Wiring for fans and electrical components needs to be checked for corrosion and broken insulation. Any exposed wiring should be routed through dust-tight, waterproof conduit. Fans in particular should be cleaned thoroughly to remove dust and dirt, so as to improve operating efficiency. Bins should also be thoroughly cleaned with brooms and vacuum cleaners. If at all possible, new grain should not be put on top of old grain because of the potential for mold and insect contamination of the new grain.
Initial grain condition
Clean, sound grain is easier to store than cracked, broken grain. Broken kernels mold three to four times faster than whole kernels. In addition, broken grain is more susceptible to insect attack. The least grain damage generally occurs at moisture contents of 18% to 20%.

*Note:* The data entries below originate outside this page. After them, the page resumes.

//! Error taxonomy for provider resolution and upstream calls

use thiserror::Error;

use crate::providers::fallback::Attempt;

/// Errors escalated out of the core.
///
/// Extraction failures are deliberately absent: they degrade to a reply
/// without a structured payload (see [`crate::extract::ExtractionErrorKind`]).
#[derive(Debug, Error)]
pub enum ProviderError {
    #[error("Unknown provider '{name}'. Available: {}", .available.join(", "))]
    UnknownProvider { name: String, available: Vec<String> },

    #[error("Provider '{provider}' is not configured. Set the {credential} environment variable.")]
    NotConfigured { provider: String, credential: String },

    #[error("{provider} request failed for model {model}: {message}")]
    Upstream {
        provider: String,
        model: String,
        message: String,
    },

    #[error("All {} candidate models failed for {provider}: {}", .attempts.len(), format_attempts(.attempts))]
    AggregateFallback {
        provider: String,
        attempts: Vec<Attempt>,
    },

    #[error("Invalid provider configuration: {0}")]
    InvalidConfig(String),
}

impl ProviderError {
    pub fn not_configured(provider: impl Into<String>, credential: impl Into<String>) -> Self {
        Self::NotConfigured {
            provider: provider.into(),
            credential: credential.into(),
        }
    }

    pub fn upstream(
        provider: impl Into<String>,
        model: impl Into<String>,
        message: impl Into<String>,
    ) -> Self {
        Self::Upstream {
            provider: provider.into(),
            model: model.into(),
            message: message.into(),
        }
    }

    /// Whether the caller sent something we cannot serve (as opposed to a
    /// server-side configuration or upstream failure)
    pub fn is_client_error(&self) -> bool {
        matches!(self, Self::UnknownProvider { .. })
    }

    /// Failed attempts carried by an aggregate fallback failure
    pub fn attempts(&self) -> &[Attempt] {
        match self {
            Self::AggregateFallback { attempts, .. } => attempts,
            _ => &[],
        }
    }
}

fn format_attempts(attempts: &[Attempt]) -> String {
    attempts
        .iter()
        .enumerate()
        .map(|(idx, attempt)| format!("[{}] {}", idx + 1, attempt))
        .collect::<Vec<_>>()
        .join("; ")
}

#[cfg(test)]
mod tests {
    use super::*;

    #[test]
    fn test_unknown_provider_lists_available() {
        let err = ProviderError::UnknownProvider {
            name: "bogus".to_string(),
            available: vec!["anthropic".to_string(), "groq".to_string()],
        };
        assert_eq!(
            err.to_string(),
            "Unknown provider 'bogus'. Available: anthropic, groq"
        );
        assert!(err.is_client_error());
    }

    #[test]
    fn test_not_configured_names_credential() {
        let err = ProviderError::not_configured("openai", "OPENAI_API_KEY");
        assert!(err.to_string().contains("OPENAI_API_KEY"));
        assert!(!err.is_client_error());
    }

    #[test]
    fn test_aggregate_preserves_attempt_order() {
        let err = ProviderError::AggregateFallback {
            provider: "openrouter".to_string(),
            attempts: vec![
                Attempt::new("m1", "connection refused"),
                Attempt::new("m2", "status 500"),
            ],
        };
        let msg = err.to_string();
        assert!(msg.starts_with("All 2 candidate models failed for openrouter"));
        let first = msg.find("m1: connection refused").unwrap();
        let second = msg.find("m2: status 500").unwrap();
        assert!(first < second);
        assert_eq!(err.attempts().len(), 2);
    }

    #[test]
    fn test_attempts_empty_for_other_kinds() {
        let err = ProviderError::upstream("groq", "llama3-8b-8192", "boom");
        assert!(err.attempts().is_empty());
        assert_eq!(
            err.to_string(),
            "groq request failed for model llama3-8b-8192: boom"
        );
    }
}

Fines and broken kernels also disrupt airflow distribution which contributes to storage problems. Thus, your farmer customers have hopefully cleaned their grain before delivery to your elevator. If not, and you receive low-grade grain, it may be worth using a grain cleaner to remove fines before placing the grain in storage. Cleaning is easier and more complete at low flow rates, and with dry grain.
After filling a bin or silo, the grain surface should be made level with a grain spreader as peaks increase airflow resistance. In addition, a spreader will more evenly distribute fines throughout the grain mass, resulting in more uniform airflow.
Trade-offs occur here — as utilizing a grain spreader tends to pack the grain tighter, allowing for more grain to be stored, but increases airflow resistance, which can contribute to hot spots in the grain mass. A stirring device can be used to loosen the grain — but again, additional trade-offs occur: Excess use can contribute to grain damage.
Grain moisture is one of the key determinants of grain quality. If moisture is too high, even the best aeration equipment and monitoring will not keep the grain from spoiling. Recommended moisture contents for stored grain are listed in the table below. These recommendations refer to the wettest grain in the bin, not the average moisture content.
If high temperature drying is utilized, your dryer should be operated at the lowest temperature possible. High temperatures reduce grain quality and make kernels more susceptible to breakage and stress crack development. Excess temperature also binds lysine in corn, making it unavailable to livestock. High temperature drying should be stopped when grain moisture reaches about two percentage points above your desired final moisture content. The remaining moisture will be removed in the cooling process.
Cooling to ambient temperatures should take place over a four- to six-hour period. During this time, the grain “steeps,” where kernel moisture is redistributed and equalized. Cooling grain too rapidly can cause stress cracks; cooling too slowly encourages spoilage.
Putting your grain into storage at the proper moisture doesn’t guarantee that it will stay that way. Moisture can be reintroduced through leaks in your bins, hatches left open or via other ways. Condensation can also cause increased moisture content; it is common — particularly on roofs and sidewalls — when warm grain (50 F or above) is cooled during cold weather (30 F or below), or when hot grain from a dryer is cooled in a storage bin.
Condensation can be reduced by cooling stored grain in stages during the fall; cooling hot grain from the dryer in a separate cooling bin before storage; and by providing adequate exhaust vents in the cooling bin.
Aeration, the movement of low volumes of air through your stored grain, is necessary to keep the grain cool and to slow mold growth since both wet grain and molds respire and give off heat. Aeration is needed to keep grain at the desired temperature and to keep temperatures equalized — even if grain is dry and cool when placed into storage.
Airflow rates typically range from 0.1 to 0.75 cfm/bushel. Well aerated grain can generally be stored safely about four times longer than nonaerated grain.
Temperature differences within binned grain can create convection currents that move and concentrate moisture in the top center of the bin. Moisture movement problems can be minimized by keeping grain mass temperatures equalized and within 10 F of the average monthly outside air temperature.